Comunidad de vecinos
Cuando
Murne llegó a Riells pensó que todo sería diferente. Recién divorciado, había
conseguido ese apartamento a buen precio.
Murne
estaba convencido de las bondades de ese pueblo marino que lo había recibido en
su exilio y lo había liberado de las cadenas de ese otro pueblo del interior
donde todo había saltado por los aires con Diana.
Su
primer problema fue una discusión en el patio trasero del edificio, por una
plaza de aparcamiento que teóricamente no le correspondía.. Una semana más
tarde llegaron los ocho gatos que invadieron la piscina y el jardín. Murne los
adoptó, según la comunidad, porque les daba de comer cada día. En dos semanas
se sucedieron la discusión con la vecina del octavo por una garrafa en el
pasillo, la pelea con el administrador por la fuente de la entrada en la cual
Murne depositaba la basura, el enfrentamiento con el pensionado del noveno b
por el acceso al grifo común para la manguera, la pelea por el raticida que
introdujeron en la cocina de Murne sin consultarle y la irrupción de la empresa
fumigadora para aniquilar cucarachas en la planta C dejando el lugar
inhabitable.
El
condominio era un espacio que gente del interior adoptaba como refugio costero. Una serie de
matrimonios de Vic había establecido su rutina de descanso en ese bloque de estilo
ibicenco, bastante descascarado, que se
mantenía en funcionamiento aceptable. Las parejas iban cada fin de semana. Luego
pasaban unos días en la primera quincena de agosto. Todos tenían su plaza de
aparcamiento reservado. Los departamentos eran contiguos. Por la noche se
sentaban a cenar y a conversar entre ellos. Ese era el núcleo duro de la comunidad.
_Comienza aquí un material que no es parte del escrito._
//! Luma entrypoint: configuration, wiring, and the startup/shutdown
//! choreography.
//!
//! Startup order matters and is fixed: GPIO registry → config → state →
//! zone service → frame manager → transitions → animation engine →
//! controllers → input adapters → API. Shutdown walks the same list in
//! reverse, flushing saves and driving the chains to black before pins
//! are released. Only a configuration error (or a GPIO conflict)
//! aborts startup; everything later degrades per subsystem.

use anyhow::{Context, Result};
use clap::Parser;
use core_anim::AnimationEngine;
use core_api::{ApiState, LogHistory, LogHistoryLayer};
use core_control::{wire_controllers, Services};
use core_events::{Event, EventBus, EventKind, LoggingMiddleware, TaskRegistry};
use core_hw::{Chain, GpioRegistry, PinMode};
use core_model::ZoneMapper;
use core_render::{ChainBinding, FrameManager, FrameManagerConfig, FrameSink, SubmitFrames};
use core_state::{StateRepository, ZoneService};
use core_transition::{TransitionConfig, TransitionService};
use std::collections::BTreeMap;
use std::fmt;
use std::net::SocketAddr;
use std::path::PathBuf;
use std::process::ExitCode;
use std::sync::{Arc, Once};
use std::time::Duration;
use tokio::sync::Notify;
use tracing::{error, info};
use tracing_appender::non_blocking::WorkerGuard;
use tracing_subscriber::layer::SubscriberExt;
use tracing_subscriber::util::SubscriberInitExt;

/// Chain id reserved for the 8-pixel preview surface.
const PREVIEW_CHAIN_ID: &str = "preview";

/// CLI arguments. Nothing is required; the config directory may also
/// come from `LUMA_CONFIG_DIR`.
#[derive(Parser, Debug)]
#[command(name = "luma", version, about = "LED installation controller")]
struct Args {
    /// Configuration directory (hardware.yaml, zones.yaml, ...).
    #[arg(long = "config-dir")]
    config_dir: Option<PathBuf>,
    /// Persisted state file.
    #[arg(long = "state-file", default_value = "state.json")]
    state_file: PathBuf,
    /// HTTP/WebSocket listen address.
    #[arg(long = "http-addr", default_value = "0.0.0.0:8080")]
    http_addr: SocketAddr,
    /// Disable the terminal keyboard adapter (for non-tty deployments).
    #[arg(long = "no-keyboard")]
    no_keyboard: bool,
    /// Render cadence.
    #[arg(long = "fps", default_value_t = 60)]
    fps: u32,
}

#[derive(Debug, Clone, Copy, PartialEq, Eq)]
enum ShutdownReason {
    Interrupt,
    Terminate,
    BusRequest,
}

impl ShutdownReason {
    fn as_str(self) -> &'static str {
        match self {
            ShutdownReason::Interrupt => "interrupt",
            ShutdownReason::Terminate => "terminate",
            ShutdownReason::BusRequest => "bus_request",
        }
    }
}

impl fmt::Display for ShutdownReason {
    fn fmt(&self, f: &mut fmt::Formatter<'_>) -> fmt::Result {
        f.write_str(self.as_str())
    }
}

fn log_shutdown_stage(reason: ShutdownReason, stage: &'static str) {
    info!(
        target: "runtime.shutdown",
        reason = reason.as_str(),
        stage = stage,
        "shutdown_stage"
    );
}

fn configure_logging() -> (Option<WorkerGuard>, Arc<LogHistory>) {
    let file_appender = tracing_appender::rolling::never(".", "luma.log");
    let (nb_writer, guard) = tracing_appender::non_blocking(file_appender);
    let history = LogHistory::new();
    let filter = tracing_subscriber::EnvFilter::try_from_default_env()
        .unwrap_or_else(|_| tracing_subscriber::EnvFilter::new("info"));
    let result = tracing_subscriber::registry()
        .with(filter)
        .with(
            tracing_subscriber::fmt::layer()
                .with_ansi(false)
                .with_writer(nb_writer),
        )
        .with(LogHistoryLayer::new(history.clone()))
        .try_init();
    match result {
        Ok(()) => (Some(guard), history),
        Err(_) => {
            // a subscriber is already installed (tests); drop the guard
            (None, history)
        }
    }
}

fn install_panic_hook() {
    static HOOK: Once = Once::new();
    HOOK.call_once(|| {
        let default_panic = std::panic::take_hook();
        std::panic::set_hook(Box::new(move |panic_info| {
            tracing::error!(target: "runtime.panic", ?panic_info, "panic");
            default_panic(panic_info);
        }));
    });
}

fn main() -> ExitCode {
    // current-thread runtime: one cooperative scheduler hosting the
    // frame loop, animations, transitions, inputs and the API; only the
    // chain DMA workers live on their own threads
    let runtime = match tokio::runtime::Builder::new_current_thread()
        .enable_all()
        .build()
    {
        Ok(runtime) => runtime,
        Err(e) => {
            eprintln!("luma: failed to start runtime: {e}");
            return ExitCode::FAILURE;
        }
    };
    match runtime.block_on(run()) {
        Ok(()) => ExitCode::SUCCESS,
        Err(e) => {
            error!(target: "runtime", error = %e, "startup_failed");
            eprintln!("luma: {e:#}");
            ExitCode::FAILURE
        }
    }
}

async fn run() -> Result<()> {
    let args = Args::parse();
    let (_log_guard, log_history) = configure_logging();
    install_panic_hook();
    info!(target: "runtime", "startup");

    // GPIO ownership comes first so a conflict aborts before anything
    // touches the pins
    let gpio = Arc::new(GpioRegistry::new());

    let config_dir = core_config::discover(args.config_dir.clone());
    let config = core_config::load(&config_dir)
        .with_context(|| format!("loading configuration from {}", config_dir.display()))?;

    for chain in config.chains.iter().filter(|c| c.enabled) {
        gpio.register(chain.gpio, format!("chain:{}", chain.id), PinMode::Pwm)
            .context("chain pin registration")?;
    }

    // state load falls back to factory defaults; never fatal
    let persisted = core_state::load_state(&args.state_file);

    let tasks = Arc::new(TaskRegistry::new());
    let bus = Arc::new(EventBus::new());
    bus.add_middleware(LoggingMiddleware);

    let registry = ZoneService::registry_handle(config.zones_in_order(), &persisted);
    let provider = ZoneService::provider_for(&registry);
    let (repo, repo_task) = StateRepository::spawn(args.state_file.clone(), provider);
    tasks.register("state_repository", repo_task);

    let presets = Arc::new(config.presets.clone());
    let params = Arc::new(config.parameters.clone());
    let animations = Arc::new(config.animations.clone());
    let zones = Arc::new(ZoneService::new(
        registry,
        bus.clone(),
        repo.clone(),
        presets,
        params,
        animations,
    ));

    let (bindings, preview) = build_chains(&config)?;
    let min_frame_time = bindings
        .iter()
        .map(|b| b.chain.min_frame_interval())
        .max()
        .unwrap_or(Duration::from_millis(3));

    let statics_zones = zones.clone();
    let (manager, sink) = FrameManager::new(
        bindings,
        preview,
        Arc::new(move || statics_zones.static_zone_rgbs()),
        FrameManagerConfig { fps: args.fps },
    );
    let composite = manager.composite();
    tasks.register("frame_loop", manager.spawn());

    let transitions = Arc::new(TransitionService::new(
        Arc::new(sink.clone()) as Arc<dyn SubmitFrames>,
        composite,
        min_frame_time,
    ));
    let engine = Arc::new(AnimationEngine::new(
        zones.clone(),
        Arc::new(sink.clone()) as Arc<dyn SubmitFrames>,
        transitions.clone(),
        bus.clone(),
    ));

    let services = Services {
        zones: zones.clone(),
        engine: engine.clone(),
        transitions: transitions.clone(),
        sink: sink.clone(),
        bus: bus.clone(),
        tasks: tasks.clone(),
    };
    let lighting = wire_controllers(&services);

    // fade the restored state in, then reconcile persisted animations
    startup_fade(&services).await;
    lighting.sync_engine(None).await;

    let keyboard = if args.no_keyboard {
        None
    } else {
        let (handle, shutdown) = core_input::spawn_keyboard_task(bus.clone());
        tasks.register("keyboard", handle);
        Some(shutdown)
    };

    #[cfg(feature = "hardware")]
    let poller_handles = core_input::spawn_gpio_pollers(
        &config.encoders,
        &config.buttons,
        &gpio,
        bus.clone(),
    )
    .context("gpio input registration")?;
    #[cfg(not(feature = "hardware"))]
    let poller_handles: Vec<tokio::task::JoinHandle<()>> = Vec::new();

    let api_shutdown = Arc::new(Notify::new());
    let api_state = ApiState::new(services.clone(), lighting.clone(), log_history);
    let api_task = {
        let shutdown = api_shutdown.clone();
        let addr = args.http_addr;
        tokio::spawn(async move {
            if let Err(e) = core_api::serve(api_state, addr, async move {
                shutdown.notified().await;
            })
            .await
            {
                error!(target: "api.http", error = %e, "api_server_error");
            }
        })
    };
    tasks.register("api_server", api_task);

    info!(
        target: "runtime.startup",
        config_dir = %config_dir.display(),
        state_file = %args.state_file.display(),
        http = %args.http_addr,
        zones = zones.zone_ids().len(),
        "bootstrap_complete"
    );

    let reason = wait_for_shutdown(&bus).await;
    shutdown(
        reason,
        keyboard,
        poller_handles,
        &services,
        &repo,
        &sink,
        api_shutdown,
        &gpio,
    )
    .await;
    info!(target: "runtime", reason = reason.as_str(), "exit");
    Ok(())
}

/// Build one driver per enabled chain plus the optional preview chain.
/// Without the `hardware` feature every chain is a mock, which keeps
/// the full stack runnable on a development host.
fn build_chains(
    config: &core_config::Config,
) -> Result<(Vec<ChainBinding>, Option<Arc<dyn Chain>>)> {
    let mut bindings = Vec::new();
    let mut preview: Option<Arc<dyn Chain>> = None;
    for chain_config in config.chains.iter().filter(|c| c.enabled) {
        let chain = make_chain(chain_config)?;
        if chain_config.id == PREVIEW_CHAIN_ID {
            preview = Some(chain);
            continue;
        }
        let zones = config
            .zones_by_chain
            .get(&chain_config.id)
            .cloned()
            .unwrap_or_default();
        let mapper = ZoneMapper::new(&zones, chain_config.count)
            .with_context(|| format!("zone mapping for chain `{}`", chain_config.id))?;
        bindings.push(ChainBinding { chain, mapper });
    }
    Ok((bindings, preview))
}

#[cfg(feature = "hardware")]
fn make_chain(config: &core_config::ChainConfig) -> Result<Arc<dyn Chain>> {
    let chain = core_hw::Ws281xChain::new(
        config.id.clone(),
        config.gpio,
        config.count,
        config.color_order,
        config.frequency_hz,
        config.dma,
    )
    .with_context(|| format!("starting chain `{}`", config.id))?;
    Ok(Arc::new(chain))
}

#[cfg(not(feature = "hardware"))]
fn make_chain(config: &core_config::ChainConfig) -> Result<Arc<dyn Chain>> {
    tracing::warn!(
        target: "hw.chain",
        chain = config.id.as_str(),
        "hardware feature disabled, using mock chain"
    );
    Ok(Arc::new(core_hw::MockChain::new(
        config.id.clone(),
        config.count,
    )))
}

/// Fade from black up to the restored zone states.
async fn startup_fade(services: &Services) {
    let zones = &services.zones;
    let presets = zones.presets();
    let configs = zones.zone_configs();
    let mut target = BTreeMap::new();
    for snapshot in zones.snapshots() {
        let len = configs
            .iter()
            .find(|c| c.id == snapshot.id)
            .map(|c| c.pixel_count)
            .unwrap_or_default();
        let rgb = if snapshot.is_on {
            snapshot.color.to_rgb(&presets).scale(snapshot.brightness)
        } else {
            core_color::Rgb::BLACK
        };
        target.insert(snapshot.id.clone(), vec![rgb; len]);
    }
    services
        .transitions
        .fade_in(target, TransitionConfig::startup().duration)
        .await;
}

async fn wait_for_shutdown(bus: &Arc<EventBus>) -> ShutdownReason {
    let notify = Arc::new(Notify::new());
    {
        let notify = notify.clone();
        bus.subscribe(
            "shutdown_listener",
            EventKind::ShutdownRequested,
            100,
            move |event| {
                if let Event::ShutdownRequested { reason } = event {
                    info!(target: "runtime", reason = reason.as_str(), "shutdown_requested");
                    notify.notify_one();
                }
                Ok(())
            },
        );
    }

    #[cfg(unix)]
    let mut sigterm =
        tokio::signal::unix::signal(tokio::signal::unix::SignalKind::terminate()).ok();
    #[cfg(unix)]
    let terminate = async move {
        match sigterm.as_mut() {
            Some(signal) => {
                signal.recv().await;
            }
            None => std::future::pending().await,
        }
    };
    #[cfg(not(unix))]
    let terminate = std::future::pending::<()>();

    tokio::select! {
        _ = tokio::signal::ctrl_c() => ShutdownReason::Interrupt,
        _ = terminate => ShutdownReason::Terminate,
        _ = notify.notified() => ShutdownReason::BusRequest,
    }
}

#[allow(clippy::too_many_arguments)]
async fn shutdown(
    reason: ShutdownReason,
    keyboard: Option<core_input::KeyboardShutdown>,
    poller_handles: Vec<tokio::task::JoinHandle<()>>,
    services: &Services,
    repo: &StateRepository,
    sink: &FrameSink,
    api_shutdown: Arc<Notify>,
    gpio: &Arc<GpioRegistry>,
) {
    log_shutdown_stage(reason, "begin");

    // stop accepting inputs
    if let Some(keyboard) = keyboard {
        keyboard.signal();
    }
    for handle in poller_handles {
        handle.abort();
    }
    api_shutdown.notify_waiters();
    log_shutdown_stage(reason, "inputs_stopped");

    // cancel animations and wait out any in-flight transition
    services.engine.stop().await;
    services.transitions.cancel_active();
    services.transitions.wait_for_idle().await;
    log_shutdown_stage(reason, "animations_stopped");

    // flush debounced saves before the lights go out
    repo.flush().await;
    log_shutdown_stage(reason, "state_flushed");

    // transition to black, then let the loop render it
    services
        .transitions
        .fade_out(TransitionConfig::shutdown().duration)
        .await;
    tokio::time::sleep(Duration::from_millis(100)).await;
    sink.clear();
    tokio::time::sleep(Duration::from_millis(100)).await;
    log_shutdown_stage(reason, "faded_to_black");

    sink.shutdown();
    log_shutdown_stage(reason, "frame_loop_stopped");

    // last: give the pins back
    gpio.release_all();
    log_shutdown_stage(reason, "gpio_released");
}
Eran los que tomaban decisiones con los administradores. Murne sospechó que de
ellos llegó la primera amenaza racista, de marcado tono antisemita,
conminándolo a dejar el sitio en 48 horas. “En nuestra comunidad no se admiten
perros, gatos, niños, moros, negros, gitanos o judíos. Sobre todo estos últimos
generan conflictos excesivos, ruidos molestos y suelen ser irrespetuosos con
los vecinos”. Así concluía la nota anónima,
por lo demás correcta.
Murne
pretendía usar ese espacio como retiro digno, pero a la vez como lugar para
descansar con su hija, mientras se
calmaba la pelea con su ex.La idea era viajar, enterarse de oportunidades de huida en
barco, en vuelos low cost o en su
destartalado Seat del 68. Quería escaparse de vez en cuando al interior, a Francia,
a Brasil o a algún país sudamericano. Hasta tenía la fantasía de conseguirse
una novia y pasarse las tardes en la piscina fumando habanos y tomando martinis.
Fueron
vanos los esfuerzos de la empresa fumigadora y del matrimonio divorciado que le
había alquilado el lugar para ayudarle a evitar el caos. El microondas despedía
electricidad, la bombona de gas jamás funcionó y hubo que cambiar la heladera
porque los alimentos se descomponían. Las cucarachas lo invadían todo por la
noche y se le metían en la oreja desde los armarios que se caían a pedazos. Todo
se agravó cuando se descompuso el Seat. No lo pudo arreglar, porque ese mismo
día se quedó sin trabajo. Los de la policía municipal empezaron a citarlo diario
por una serie de denuncias anónimas. Cuando la comunidad se reunió para emitir
un veredicto, Murne estaba en primer lugar en el orden del día. Los
administradores ratificaron la decisión de expulsarlo.
Entonces
se desencadenó aquello de las cartas documento conminándolo a abandonar el
sitio y lo del acoso policial a su hija Stacey. A esto se sumó una detención por una prueba de alcoholemia
positiva en el cruce de la entrada del pueblo, una acusación de hurto en el
supermercado y la visita sorpresiva de Octavio.
Octavio,
el viejo, llegó cuando Murne había decidido prescindir de los electrodomésticos
que no funcionaban. Murne lo apreciaba, al viejo, que se había cruzado el
océano para quedarse con él unos días.
Murne
había tirado el microondas y la nevera a la piscina. Había tapado con maderas todas las
ventanas. Usó el mueble del aparador para obstruir la entrada, por si alguien
quería forzar la cerradura. Leía con una vela comprada en los chinos. Por
suerte había trasladado su biblioteca con todos sus libros, así que lectura no
le iba a faltar.
-¿Qué
pensás comer esta semana? -[E2] le preguntó Octavio mientras
desclavaba las tablas de la puerta.
-Mierda
-le respondió Murne.
El
viejo le hizo el favor de volver a clavar las maderas en la ventana antes de
largarse. Murne se sentó en el living
a leer unos cuentos de Tolstoi que había escogido para empezar.